● What is expected: In the data, find the word "already" and copy out every line that has it.

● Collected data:
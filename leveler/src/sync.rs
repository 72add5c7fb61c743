// SPDX-License-Identifier: MIT
// © 2025–2026 Christopher Liu

//! State shared between interrupt handlers.
//!
//! [`Shared`] is a `static`-friendly cell that starts empty, is filled once during bring-up and is
//! then only reached through a critical section. Every access runs with interrupts masked, so two
//! handlers touching the same value are serialized and neither can observe the other half-done.

use core::cell::RefCell;

use critical_section::Mutex;

pub struct Shared<T> {
    inner: Mutex<RefCell<Option<T>>>,
}

impl<T> Shared<T> {
    pub const fn new() -> Self {
        Self {
            inner: Mutex::new(RefCell::new(None)),
        }
    }

    /// Move `value` in, replacing anything installed before.
    pub fn install(&self, value: T) {
        critical_section::with(|cs| {
            self.inner.borrow(cs).replace(Some(value));
        });
    }

    /// Run `f` on the value inside a critical section.
    ///
    /// Returns `None` if nothing has been installed yet, e.g. an interrupt that fires before
    /// bring-up finished.
    pub fn with<R>(&self, f: impl FnOnce(&mut T) -> R) -> Option<R> {
        critical_section::with(|cs| self.inner.borrow(cs).borrow_mut().as_mut().map(f))
    }

    /// Move the value back out.
    pub fn take(&self) -> Option<T> {
        critical_section::with(|cs| self.inner.borrow(cs).take())
    }
}

impl<T> Default for Shared<T> {
    fn default() -> Self {
        Self::new()
    }
}
// SPDX-License-Identifier: MIT
// © 2025–2026 Christopher Liu

//! Orientation selection.
//!
//! Decides which two sensor axes currently span the level plane. The check is an ordered priority
//! chain over the three axes: the first axis whose magnitude strictly exceeds
//! [`AXIS_TOLERANCE`](crate::config::AXIS_TOLERANCE) wins, and Z is checked before X before Y.

use core::fmt;

use crate::config::AXIS_TOLERANCE;
use crate::drivers::AxisSample;

/// Which face of the device is pointing up.
#[derive(Copy, Clone, Debug, Eq, PartialEq)]
pub enum Orientation {
    /// Lying on its reference face; Z carries gravity.
    Flat,
    /// Rolled 90 degrees; X carries gravity.
    Rolled,
    /// Pitched 90 degrees; Y carries gravity.
    Pitched,
    /// No axis clears the tolerance; the device is between faces.
    Transitional,
}

/// True when `v` lies outside `[-AXIS_TOLERANCE, AXIS_TOLERANCE]`.
#[inline]
fn exceeds(v: i16) -> bool {
    v > AXIS_TOLERANCE || v < -AXIS_TOLERANCE
}

impl Orientation {
    /// Classify a sample. First match wins: Z, then X, then Y.
    pub fn classify(sample: AxisSample) -> Self {
        match sample {
            s if exceeds(s.z) => Orientation::Flat,
            s if exceeds(s.x) => Orientation::Rolled,
            s if exceeds(s.y) => Orientation::Pitched,
            _ => Orientation::Transitional,
        }
    }

    /// The (horizontal, vertical) raw pair for this orientation, with the vertical sign flip already
    /// applied. `None` for [`Orientation::Transitional`].
    ///
    /// Negation wraps, so `i16::MIN` maps to itself.
    pub fn plane(self, s: AxisSample) -> Option<(i16, i16)> {
        match self {
            Orientation::Flat => Some((s.x, s.y.wrapping_neg())),
            Orientation::Rolled => Some((s.z, s.y.wrapping_neg())),
            Orientation::Pitched => Some((s.x, s.z.wrapping_neg())),
            Orientation::Transitional => None,
        }
    }
}

impl fmt::Display for Orientation {
    fn fmt(&self, f: &mut fmt::Formatter<'_>) -> fmt::Result {
        let name = match self {
            Orientation::Flat => "flat",
            Orientation::Rolled => "rolled",
            Orientation::Pitched => "pitched",
            Orientation::Transitional => "transitional",
        };
        f.write_str(name)
    }
}
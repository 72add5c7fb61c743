// SPDX-License-Identifier: MIT
// © 2025–2026 Christopher Liu

//! # Hardware Seams
//!
//! Traits the board crate implements on top of its MCU-level wrappers. Everything above this layer
//! is generic over them, so the control logic runs unchanged against mocks on the host.

/// Blocking, full-duplex exchange of one byte on a synchronous serial bus.
///
/// Implementations wait for the peripheral to report completion before returning. There is no
/// timeout: a bus that never signals ready hangs the caller.
pub trait ByteBus {
    type Error;

    fn transfer_byte(&mut self, byte: u8) -> Result<u8, Self::Error>;
}

/// Chip-select line for one device on a shared bus.
pub trait SelectLine {
    /// Assert the chip select.
    fn select(&mut self);

    /// Deassert the chip select.
    fn deselect(&mut self);
}

/// One 16-bit timer compare register driving a PWM output.
pub trait DutyOutput {
    fn set_duty(&mut self, compare: u16);
}

/// Binary indicator output.
pub trait IndicatorLine {
    /// Drive the indicator logically ON (true) or OFF (false).
    fn set(&mut self, on: bool);
}
// SPDX-License-Identifier: MIT
// © 2025–2026 Christopher Liu

//! MCU-level wrappers for the Nucleo-F767ZI, implementing the `leveler::hw` seams.

pub mod button;
pub mod led;
pub mod pins;
pub mod pwm;
pub mod spi;
pub mod usart;

pub use button::Button;
pub use led::Led;
pub use pins::BoardPins;
pub use pwm::{CompareChannel, Pwm};
pub use spi::{ChipSelect, SpiBus};
pub use usart::Usart;
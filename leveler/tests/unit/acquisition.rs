//! Unit tests for three-axis sampling

use crate::common::{BusFault, MockBus};
use leveler::drivers::adxl345::{reg, Adxl345};
use leveler::AxisSample;

#[test]
fn test_sample_reads_six_registers_in_order() {
    let mut bus = MockBus::new();
    let mut sensor = Adxl345::new(bus.clone());
    bus.clear_operations();

    sensor.sample_axes(&mut bus).unwrap();

    let expected: Vec<u8> = (reg::DATAX0..=reg::DATAZ1).map(|a| a | 0x80).collect();
    assert_eq!(bus.addresses(), expected);
}

#[test]
fn test_sample_assembles_signed_values() {
    let mut bus = MockBus::new();
    bus.set_sample(AxisSample::new(500, -170, i16::MIN));
    let mut sensor = Adxl345::new(bus.clone());

    let sample = sensor.sample_axes(&mut bus).unwrap();

    assert_eq!(sample, AxisSample::new(500, -170, i16::MIN));
}

#[test]
fn test_sample_uses_low_byte_first() {
    let mut bus = MockBus::new();
    bus.set_register(reg::DATAX0, 0x34);
    bus.set_register(reg::DATAX1, 0x12);
    bus.set_register(reg::DATAY0, 0xFE);
    bus.set_register(reg::DATAY1, 0xFF);
    let mut sensor = Adxl345::new(bus.clone());

    let sample = sensor.sample_axes(&mut bus).unwrap();

    assert_eq!(sample.x, 0x1234);
    assert_eq!(sample.y, -2);
    assert_eq!(sample.z, 0);
}

#[test]
fn test_sample_stops_at_first_bus_error() {
    let mut bus = MockBus::new();
    let mut sensor = Adxl345::new(bus.clone());
    bus.clear_operations();
    // Transfer 5 is the data phase of the third read (DATAY0).
    bus.fail_transfer(5);

    assert_eq!(sensor.sample_axes(&mut bus), Err(BusFault));
    assert_eq!(
        bus.addresses(),
        vec![0x80 | reg::DATAX0, 0x80 | reg::DATAX1, 0x80 | reg::DATAY0]
    );
    assert!(!bus.is_selected());
}
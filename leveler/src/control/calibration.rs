// SPDX-License-Identifier: MIT
// © 2025–2026 Christopher Liu

//! Calibration offset.
//!
//! The offset is captured from the outputs of the last completed sampling cycle and subtracted from
//! every later mapping. Captures compose: each one adds the current distance from center on top of
//! the offset already in effect. Nothing is persisted; the offset is zero after reset.

use core::fmt;

use crate::config::CENTER;
use crate::control::OutputPair;

/// Signed correction subtracted from the mapped outputs.
#[derive(Copy, Clone, Debug, Default, Eq, PartialEq)]
pub struct CalibrationOffset {
    pub x: i16,
    pub y: i16,
}

impl CalibrationOffset {
    pub const ZERO: Self = Self { x: 0, y: 0 };

    pub const fn new(x: i16, y: i16) -> Self {
        Self { x, y }
    }

    /// Fold the current outputs into the offset: `offset += current - CENTER`, per axis, 16-bit
    /// wrapping.
    ///
    /// `current` must be the outputs as last written to the timers, i.e. with the previous offset
    /// already subtracted. That is what makes repeated captures converge on the new level.
    pub fn capture(&mut self, current: OutputPair) {
        self.x = (current.x.wrapping_sub(CENTER) as i16).wrapping_add(self.x);
        self.y = (current.y.wrapping_sub(CENTER) as i16).wrapping_add(self.y);
    }

    /// Subtract this offset from a freshly mapped pair.
    #[inline]
    pub fn apply(self, outputs: OutputPair) -> OutputPair {
        OutputPair {
            x: outputs.x.wrapping_sub(self.x as u16),
            y: outputs.y.wrapping_sub(self.y as u16),
        }
    }
}

impl fmt::Display for CalibrationOffset {
    fn fmt(&self, f: &mut fmt::Formatter<'_>) -> fmt::Result {
        write!(f, "x={} y={}", self.x, self.y)
    }
}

● Solved exercise:
    /// The (horizontal, vertical) raw pair for this orientation, with the vertical sign flip already
//! the offset already in effect. Nothing is persisted; the offset is zero after reset.
    /// already subtracted. That is what makes repeated captures converge on the new level.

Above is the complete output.